Meet the bladder cancer patient given no hope by her oncologist who achieved complete remission through mistletoe injections. Learn about Joe Tippin, the sole survivor in a lung cancer study who credits mebendazole—an inexpensive anti-parasitic medication—for his recovery. Perhaps most striking is the case of a terminal gallbladder cancer patient told to "get his affairs in order" who showed no evidence of disease after taking ivermectin, mebendazole, and vitamin D3.

While acknowledging the limitations of anecdotal evidence, Dr. Jackson examines emerging clinical data supporting these approaches. The CUSP9 study using nine repurposed drugs showed 30% of glioblastoma patients disease-free after four years—dramatically better than the 5-10% typical with standard care.
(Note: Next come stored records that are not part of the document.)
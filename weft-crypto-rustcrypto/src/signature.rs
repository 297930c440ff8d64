//! Signatures: ECDSA P-256 (`p256`), Ed25519 (`ed25519-dalek`) and RSA
//! (see [`crate::rsa`]).
//!
//! Signing keys arrive as PKCS#8 DER, verifying keys as SubjectPublicKeyInfo
//! DER. ECDSA signatures use the DER `Ecdsa-Sig-Value` encoding TLS expects.

use weft_crypto::{Error, Result, Signature, SignatureAlgorithm};

use crate::rsa::{self, RsaHash, RsaPrivateKey, RsaPublicKey};

/// Create a signature instance for the specified algorithm.
pub fn create_signature(algorithm: SignatureAlgorithm) -> Result<Box<dyn Signature>> {
    Ok(match algorithm {
        SignatureAlgorithm::EcdsaSecp256r1Sha256 => Box::new(EcdsaP256Sig),
        SignatureAlgorithm::Ed25519 => Box::new(Ed25519Sig),
        SignatureAlgorithm::RsaPssRsaeSha256 => Box::new(RsaSig::pss(RsaHash::Sha256, algorithm)),
        SignatureAlgorithm::RsaPssRsaeSha384 => Box::new(RsaSig::pss(RsaHash::Sha384, algorithm)),
        SignatureAlgorithm::RsaPkcs1Sha256 => {
            Box::new(RsaSig::pkcs1(RsaHash::Sha256, algorithm))
        },
        SignatureAlgorithm::RsaPkcs1Sha384 => {
            Box::new(RsaSig::pkcs1(RsaHash::Sha384, algorithm))
        },
    })
}

/// Ed25519 signature implementation.
#[derive(Debug)]
struct Ed25519Sig;

impl Signature for Ed25519Sig {
    fn sign(&self, signing_key: &[u8], message: &[u8]) -> Result<Vec<u8>> {
        use ed25519_dalek::pkcs8::DecodePrivateKey;
        use ed25519_dalek::Signer;

        let key = ed25519_dalek::SigningKey::from_pkcs8_der(signing_key)
            .map_err(|_| Error::InvalidPrivateKey)?;
        Ok(key.sign(message).to_bytes().to_vec())
    }

    fn verify(&self, verifying_key: &[u8], message: &[u8], signature: &[u8]) -> Result<()> {
        use ed25519_dalek::pkcs8::DecodePublicKey;
        use ed25519_dalek::Verifier;

        let key = ed25519_dalek::VerifyingKey::from_public_key_der(verifying_key)
            .map_err(|_| Error::InvalidPublicKey)?;
        let sig =
            ed25519_dalek::Signature::from_slice(signature).map_err(|_| Error::InvalidSignature)?;
        key.verify(message, &sig)
            .map_err(|_| Error::SignatureVerificationFailed)
    }

    fn algorithm(&self) -> SignatureAlgorithm {
        SignatureAlgorithm::Ed25519
    }
}

/// ECDSA P-256 with SHA-256.
#[derive(Debug)]
struct EcdsaP256Sig;

impl Signature for EcdsaP256Sig {
    fn sign(&self, signing_key: &[u8], message: &[u8]) -> Result<Vec<u8>> {
        use p256::ecdsa::signature::Signer;
        use p256::pkcs8::DecodePrivateKey;

        let key = p256::ecdsa::SigningKey::from_pkcs8_der(signing_key)
            .map_err(|_| Error::InvalidPrivateKey)?;
        let sig: p256::ecdsa::Signature = key.sign(message);
        Ok(sig.to_der().as_bytes().to_vec())
    }

    fn verify(&self, verifying_key: &[u8], message: &[u8], signature: &[u8]) -> Result<()> {
        use p256::ecdsa::signature::Verifier;
        use p256::pkcs8::DecodePublicKey;

        let key = p256::ecdsa::VerifyingKey::from_public_key_der(verifying_key)
            .map_err(|_| Error::InvalidPublicKey)?;
        let sig = p256::ecdsa::Signature::from_der(signature).map_err(|_| Error::InvalidSignature)?;
        key.verify(message, &sig)
            .map_err(|_| Error::SignatureVerificationFailed)
    }

    fn algorithm(&self) -> SignatureAlgorithm {
        SignatureAlgorithm::EcdsaSecp256r1Sha256
    }
}

#[derive(Debug, Clone, Copy)]
enum RsaPadding {
    Pkcs1,
    Pss,
}

/// RSA signatures, PKCS#1 v1.5 or PSS with salt length equal to the hash length.
#[derive(Debug)]
struct RsaSig {
    hash: RsaHash,
    padding: RsaPadding,
    algorithm: SignatureAlgorithm,
}

impl RsaSig {
    fn pss(hash: RsaHash, algorithm: SignatureAlgorithm) -> Self {
        Self {
            hash,
            padding: RsaPadding::Pss,
            algorithm,
        }
    }

    fn pkcs1(hash: RsaHash, algorithm: SignatureAlgorithm) -> Self {
        Self {
            hash,
            padding: RsaPadding::Pkcs1,
            algorithm,
        }
    }
}

impl Signature for RsaSig {
    fn sign(&self, signing_key: &[u8], message: &[u8]) -> Result<Vec<u8>> {
        let key = RsaPrivateKey::from_pkcs8(signing_key)?;
        match self.padding {
            RsaPadding::Pkcs1 => rsa::pkcs1_v15_sign(&key, self.hash, message),
            RsaPadding::Pss => rsa::pss_sign(&key, self.hash, message),
        }
    }

    fn verify(&self, verifying_key: &[u8], message: &[u8], signature: &[u8]) -> Result<()> {
        let key = RsaPublicKey::from_spki(verifying_key)?;
        match self.padding {
            RsaPadding::Pkcs1 => rsa::pkcs1_v15_verify(&key, self.hash, message, signature),
            RsaPadding::Pss => rsa::pss_verify(&key, self.hash, message, signature),
        }
    }

    fn algorithm(&self) -> SignatureAlgorithm {
        self.algorithm
    }
}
The METRICS study achieved 64% two-year survival in advanced glioblastoma using four common medications repurposed for cancer treatment.

Dr. Jackson doesn't just talk the talk. When facing a suspected kidney cancer diagnosis himself, he immediately started taking mebendazole while awaiting surgery. "What have you got to lose?" he asks, noting these medications provide an affordable margin of safety alongside conventional treatments.

Are pharmaceutical companies avoiding research into these approaches because there's no profit in off-patent medications? Why aren't more oncologists exploring these options? Listen now to this thought-provoking episode that might just change how you think about cancer treatment options.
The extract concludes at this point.